Stored data entries:
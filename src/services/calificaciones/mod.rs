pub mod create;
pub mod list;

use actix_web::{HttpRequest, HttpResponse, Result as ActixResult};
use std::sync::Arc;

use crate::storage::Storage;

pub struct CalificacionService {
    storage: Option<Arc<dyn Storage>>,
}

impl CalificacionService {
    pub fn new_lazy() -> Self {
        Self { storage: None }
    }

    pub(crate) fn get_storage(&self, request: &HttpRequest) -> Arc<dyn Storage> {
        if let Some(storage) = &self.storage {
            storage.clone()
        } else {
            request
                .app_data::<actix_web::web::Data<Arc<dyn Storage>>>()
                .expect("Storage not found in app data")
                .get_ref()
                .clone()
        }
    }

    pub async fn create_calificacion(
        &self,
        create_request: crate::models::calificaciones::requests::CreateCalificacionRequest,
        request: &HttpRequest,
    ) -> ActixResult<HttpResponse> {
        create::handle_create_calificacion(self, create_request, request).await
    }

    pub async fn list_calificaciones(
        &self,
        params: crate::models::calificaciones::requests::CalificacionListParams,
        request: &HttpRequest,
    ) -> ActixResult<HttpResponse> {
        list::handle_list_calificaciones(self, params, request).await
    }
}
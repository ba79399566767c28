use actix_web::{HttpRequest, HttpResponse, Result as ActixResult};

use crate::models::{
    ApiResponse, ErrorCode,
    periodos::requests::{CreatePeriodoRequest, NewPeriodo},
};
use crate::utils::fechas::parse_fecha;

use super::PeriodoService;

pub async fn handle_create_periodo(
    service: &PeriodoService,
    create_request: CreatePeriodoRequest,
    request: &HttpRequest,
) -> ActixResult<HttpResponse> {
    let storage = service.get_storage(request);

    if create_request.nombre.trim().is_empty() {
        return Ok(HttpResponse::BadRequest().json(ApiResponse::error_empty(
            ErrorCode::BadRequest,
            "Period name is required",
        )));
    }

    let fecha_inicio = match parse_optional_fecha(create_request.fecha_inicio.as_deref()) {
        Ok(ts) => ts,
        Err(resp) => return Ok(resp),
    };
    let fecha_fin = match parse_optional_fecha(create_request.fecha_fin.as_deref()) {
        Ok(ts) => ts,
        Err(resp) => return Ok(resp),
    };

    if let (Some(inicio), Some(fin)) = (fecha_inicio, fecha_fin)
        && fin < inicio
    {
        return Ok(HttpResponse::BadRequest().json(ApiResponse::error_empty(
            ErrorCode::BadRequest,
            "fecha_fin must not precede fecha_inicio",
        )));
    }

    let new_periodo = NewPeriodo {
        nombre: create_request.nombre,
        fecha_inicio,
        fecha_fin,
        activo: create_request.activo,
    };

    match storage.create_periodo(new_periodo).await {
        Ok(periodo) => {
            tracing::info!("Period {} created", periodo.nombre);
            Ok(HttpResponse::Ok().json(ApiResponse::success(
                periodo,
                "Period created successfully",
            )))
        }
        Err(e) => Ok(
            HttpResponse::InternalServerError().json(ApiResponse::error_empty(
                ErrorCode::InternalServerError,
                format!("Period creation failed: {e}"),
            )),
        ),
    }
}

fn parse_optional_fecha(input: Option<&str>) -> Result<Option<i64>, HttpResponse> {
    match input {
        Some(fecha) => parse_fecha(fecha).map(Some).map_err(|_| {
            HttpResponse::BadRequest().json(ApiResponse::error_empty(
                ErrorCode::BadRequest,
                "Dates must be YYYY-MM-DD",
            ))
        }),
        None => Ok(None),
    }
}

## ASSIGNMENT
Only the lines above that include the word "CreatePeriodoRequest" belong in the answer; copy each one.

## RESPONSE TO THIS TASK
    periodos::requests::{CreatePeriodoRequest, NewPeriodo},
    create_request: CreatePeriodoRequest,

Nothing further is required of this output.